Jum’at, 31 Maret 2017, sebuah berita mengejutkan muncul di media tentang ditemukannya siswa SMA Taruna Nusantara Magelang dalam kondisi tewas bersimbah darah dengan luka tusuk di lehernya. Sejak pagi sebelum diunggah media elektronik maupun cetak, foto korban dengan seragam biru sekolahnya masih terbujur di atas tempat tidur sudah tersebar di berbagai grup Whatsapp maupun Telegram. Saya sempat mengira itu hoax. Sederhana, itu adalah sekolah dengan sentuhan militer yang kuat. Mana ada sih yang berani berbuat seperti itu? Yang kedua, asrama adalah tempat di mana banyak orang tinggal bersama. Berani sekali pelakunya melakukan hal tersebut.
Remaja bertengkar mungkin banyak orang mafhum.
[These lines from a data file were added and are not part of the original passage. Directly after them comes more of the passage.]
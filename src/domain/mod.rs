//! Domain types for a single checkout attempt and the ports the flow drives.

pub mod gateway;
pub mod outcome;
pub mod ports;
pub mod transaction;
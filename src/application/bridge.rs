use crate::config::MerchantConfig;
use crate::domain::gateway::{GatewayHandlers, GatewayOutcome, PaymentObject};
use crate::domain::ports::PaymentWidgetRef;
use crate::domain::transaction::{OrderId, SignedPaymentDescriptor, TransactionRequest};
use tokio::sync::oneshot;
use tracing::{info, warn};

/// Drives the hosted checkout widget for one signed payment.
pub struct GatewayBridge {
    widget: PaymentWidgetRef,
    merchant: MerchantConfig,
}

impl GatewayBridge {
    pub fn new(widget: PaymentWidgetRef, merchant: MerchantConfig) -> Self {
        Self { widget, merchant }
    }

    /// Builds the widget payload. Consumes the descriptor so a signature is never
    /// handed out twice.
    pub fn payment_object(
        &self,
        request: &TransactionRequest,
        descriptor: SignedPaymentDescriptor,
    ) -> PaymentObject {
        let contact = request.contact();
        let field = |value: &Option<String>| value.clone().unwrap_or_default();

        PaymentObject {
            sandbox: self.merchant.sandbox,
            merchant_id: descriptor.merchant_id().to_string(),
            return_url: self.merchant.return_url.clone(),
            cancel_url: self.merchant.cancel_url.clone(),
            notify_url: self.merchant.notify_url.clone(),
            order_id: descriptor.order_id().clone(),
            items: request.item_description(),
            amount: format!("{:.2}", request.amount().value()),
            currency: request.currency().to_string(),
            hash: descriptor.hash().to_string(),
            first_name: field(&contact.first_name),
            last_name: field(&contact.last_name),
            email: field(&contact.email),
            phone: field(&contact.phone),
            address: field(&contact.address),
            city: field(&contact.city),
            country: field(&contact.country),
        }
    }

    /// Registers the outcome handlers and starts the widget.
    ///
    /// Returns as soon as the widget has been started; await
    /// [`PendingGateway::outcome`] for the callback.
    pub fn launch(
        &self,
        request: &TransactionRequest,
        descriptor: SignedPaymentDescriptor,
    ) -> PendingGateway {
        let order_id = descriptor.order_id().clone();
        let payment = self.payment_object(request, descriptor);
        let (handlers, receiver) = GatewayHandlers::channel();

        info!(%order_id, sandbox = payment.sandbox, "Starting payment widget");
        self.widget.start(payment, handlers);

        PendingGateway { order_id, receiver }
    }
}

/// A widget invocation waiting for its single outcome.
#[derive(Debug)]
pub struct PendingGateway {
    order_id: OrderId,
    receiver: oneshot::Receiver<GatewayOutcome>,
}

impl PendingGateway {
    pub fn order_id(&self) -> &OrderId {
        &self.order_id
    }

    pub async fn outcome(self) -> GatewayOutcome {
        match self.receiver.await {
            Ok(GatewayOutcome::Completed(reported)) => {
                if reported != self.order_id {
                    warn!(
                        order_id = %self.order_id,
                        %reported,
                        "Widget completed a different order id; reconciling the launched order"
                    );
                }
                GatewayOutcome::Completed(self.order_id)
            }
            Ok(outcome) => outcome,
            Err(_) => GatewayOutcome::Error(
                "payment widget released its callbacks without reporting an outcome".to_string(),
            ),
        }
    }
}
Di usia pubertas, hormon yang belum stabil, sedang mencari identitas dan pengakuan, belum bijak bersikap dan berpikir panjang mungkin bisa disebut sebagai alasan yang dipahami. Namun sampai membunuh, wajarkah?
Di Kabupaten Bogor, 2 tahun lalu, seorang siswa SMP membunuh pelajar SMA di depan sebuah minimarket karena dendam. Oktober 2016 di Muara Enim seorang siswa membunuh teman sekelasnya karena cemburu sang korban mendekati mantan pacarnya. Di Ogan Komering Ulu, lagi-lagi karena alasan asmara, terjadi penikaman antara dua anak SMA yang sedang berkelahi. Mungkin banyak peristiwa sejenis terjadi di berbagai wilayah Indonesia yang tidak sempat diendus media.
Kenapa anak semuda itu bisa berpikir membunuh adalah cara satu-satunya melampiaskan amarah? Apakah darah muda yang membuat mereka seberani itu dalam berpikir? Dalam kejadian yang terbaru ini, bahkan tersangka sepertinya sudah merencanakan untuk mencelakai korban, karena sengaja membeli dan membawa pisau masuk ke dalam asrama sebelum kejadian. Tentu bukan tanpa alasan Ia tiba-tiba membeli pisau tersebut. Setelah kejadianpun Ia membersihkan jejaknya dan menyusul tidur di kamar lain seolah tak terjadi apa-apa. Dari pemberitaan alasan pembunuhan tersebut sederhana, tersangka marah karena korban memergoki Ia mencuri buku tabungan anak lain dan HP yang ia pinjamkan disita karena peraturan di sekolah tersebut memang tidak boleh membawa telepon genggam. Haruskah dengan masalah kecil seperti itu seorang remaja tega membunuh temannya dengan menikam lehernya? Saya saja kalau pegang pisau tajam untuk memasak saja sering merasa takut, gimana ya seseorang bisa dengan kuat dan berani menghujamkan pisau hingga tembus ke leher belakang korbannya yang sedang tidur? Sadis.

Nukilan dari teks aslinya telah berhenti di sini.